Подсудимые были рослые крепкие крестьяне. Почти все были с окладистыми бородами и этим резко выделялись среди гладко бритых лиц толпы. Они стали на своем месте тесным рядом. Они стояли, молча, не двигаясь и не шевелясь. Их лица были чисто вымыты. Они были очень бледны — их долго держали в тюрьме и морили голодом. Усы, бороды и волосы, стриженые по-русски в кружок, были тщательно расчесаны. Но что бросилось в глаза Валентине Петровне — это их глаза. Они сияли каким-то уже не здешним восторгом. Они точно не видели ни судебного зала, ни этой толпы, напряженно разглядывавшей их, но уже видели то, что будет, и восторгались этому будущему… Смерти!.. На них было трудно и страшно смотреть. Божественное сошло на них и уже непонятна была подле них людская суета.
Красноармейцы с ружьями их окружили. Они были безусые мальчишки. В топорщащихся шинелях они пыжились и играли в заправских солдат.
Вошел суд. Потянулся длинный ряд свидетелей. Собственно, в чем их обвиняли? Они работали над землей, были самыми настоящими крестьянами-хлеборобами. Они безпрекословно сдавали свой урожай приходившим к ним властям. Они этим властям повиновались. Андрей Тихий отказался идти на поверочные сборы… Они молились Богу… Они говорили, что наступает день Суда Господня и гибели всякой земной власти.
Перед Валентиной Петровной повторялись сцены того, что было девятнадцать веков тому назад.
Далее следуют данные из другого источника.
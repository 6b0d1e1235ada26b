//! The platform adapter contract.
//!
//! Each chat platform integration implements [`ChatAdapter`]. The bot holds
//! adapters behind `Arc<dyn ChatAdapter>` keyed by [`ChatAdapter::name`],
//! which doubles as the thread-id prefix and the `adapter` field of every
//! error the integration raises.
//!
//! Event classification happens in the adapter: it knows how its platform
//! expresses "the bot was mentioned" (a dedicated event type on Slack, a
//! mentions array on Discord, an `@name` in a comment body on Linear) and
//! tags the normalized event accordingly. The bot core trusts the tag.

use std::time::Duration;

use async_trait::async_trait;
use tokio_util::sync::CancellationToken;

use crate::error::AdapterError;
use crate::thread_id::ThreadId;
use crate::types::{Message, Outgoing};

/// Capabilities every platform adapter must provide.
#[async_trait]
pub trait ChatAdapter: Send + Sync {
    /// Stable short name: the thread-id prefix and error tag.
    fn name(&self) -> &str;

    /// The platform user id of the bot itself, when known.
    ///
    /// Used by the dispatcher to drop the bot's own messages.
    fn bot_user_id(&self) -> Option<String> {
        None
    }

    /// Validate and decode a raw thread-id string owned by this adapter.
    ///
    /// Fails with `Validation` when the prefix is not `<name>:` or the
    /// remainder is malformed for this platform.
    fn decode_thread_id(&self, raw: &str) -> Result<ThreadId, AdapterError>;

    /// Normalize a single raw platform message object.
    fn parse_message(&self, raw: &serde_json::Value) -> Result<Message, AdapterError>;

    /// Post a message to a thread; returns the platform message id.
    async fn post_message(
        &self,
        thread: &ThreadId,
        content: &Outgoing,
    ) -> Result<String, AdapterError>;

    async fn edit_message(
        &self,
        thread: &ThreadId,
        message_id: &str,
        content: &Outgoing,
    ) -> Result<(), AdapterError>;

    async fn delete_message(&self, thread: &ThreadId, message_id: &str)
    -> Result<(), AdapterError>;

    /// Show a typing indicator. Platforms without one treat this as a
    /// no-op rather than an error.
    async fn start_typing(&self, thread: &ThreadId) -> Result<(), AdapterError>;

    /// Add a reaction identified by its normalized emoji key.
    async fn add_reaction(
        &self,
        thread: &ThreadId,
        message_id: &str,
        emoji: &str,
    ) -> Result<(), AdapterError>;

    async fn remove_reaction(
        &self,
        thread: &ThreadId,
        message_id: &str,
        emoji: &str,
    ) -> Result<(), AdapterError>;

    /// Gateway capability, discovered by presence. Only adapters that keep
    /// a long-running listener socket (Discord) return one.
    fn gateway(&self) -> Option<&dyn GatewayListener> {
        None
    }
}

/// A long-running event listener held open by an adapter.
#[async_trait]
pub trait GatewayListener: Send + Sync {
    /// Run the listener for at most `duration`, or until `cancel` fires.
    ///
    /// Implementations must propagate cancellation to every wait inside
    /// and return promptly once it fires.
    async fn run(&self, duration: Duration, cancel: CancellationToken) -> Result<(), AdapterError>;
}
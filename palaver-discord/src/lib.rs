// palaver-discord: Discord adapter for the palaver chatbot runtime.
//
// Inbound events arrive two ways: interaction webhooks signed with the
// application's Ed25519 key, and gateway dispatch frames forwarded over
// HTTP by the long-running gateway listener. The listener itself is
// coordinated across rolling invocations through a pub/sub control
// channel so exactly one socket is live at a time.

pub mod adapter;
pub mod client;
pub mod coordinator;
pub mod gateway;
pub mod ingress;

pub use adapter::{ADAPTER_NAME, DiscordAdapter};
pub use coordinator::{ControlChannel, LocalControlChannel, RedisControlChannel, run_coordinated};
pub use gateway::DiscordGateway;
Тогда судили Праведника, Сына Божия — и не знали, за что судили.
Тогда жиды судили бедного сына плотника, учителя, ходившего и проповедовавшего любовь между людьми. Теперь судили Его учеников, бедных крестьян, призывавших людей во имя Того, Кто принял крестную смерть за людей, к покаянию и любви.
Тогда судила жадная толпа полудиких евреев, теперь…
Валентина Петровна еще раз оглянула зал суда. Как много было в нем носатых брюнетов и брюнеток! Какими жадными до крови глазами смотрели они на обвиняемых!
Как, видимо, раздражали их эти белые кресты, нашитые на черных крестьянских одеждах! И чудилось Валентине Петровне, что сейчас из уст этой толпы вырвется душу раздирающий вопль: — "распни!.. Распни Его"!..
— Валечка, — потянула Валентину Петровну за рукав Таня, — поглядите…
Ермократ Аполлонович.
— Где?
— Да рядом с судьей главным… С Иродом ихним.
Валентина Петровна стала смотреть на судей. Председатель был еврей. Сытый, упитанный, с белым, сальным лицом, с черной кисточкой усов под самыми ноздрями он выпячивал губы и, вертя карандашом и постукивая им по бумаге, презрительно бросал вопросы свидетелям. По правую его руку, в черной, просторной, суконной «толстовке» сидел Ермократ. Восемнадцать лет прошло с тех пор, как последний раз видела Валентина Петровна Ермократа над постелью умирающего мужа, но она сейчас же его узнала. Ермократ нисколько не переменился. Только среди клочьев огненно-рыжей косматой его бороды пробились кое-где седые пряди. Таким он примерещился ей в китайском городе. То же лицо серо-бурого цвета с черными угрями и со следами оспы. Ермократ сидел, узкими глазами глядя на подсудимых. Обезьяньи свои руки он положил на стол и перебирал длинными узловатыми пальцами по столу. Валентине Петровне страшны и противны были эти руки. Ей казалось, что вот-вот Ермократ вскочит и бросится на подсудимых и станет их душить этими страшными руками, всегда вызывавшими отвращение в Валентине Петровне.
В глазах у Валентины Петровны потемнело. Она почти лишилась чувств. Она уже не слышала больше ни того, что спрашивали судьи, ни того, что говорили свидетели.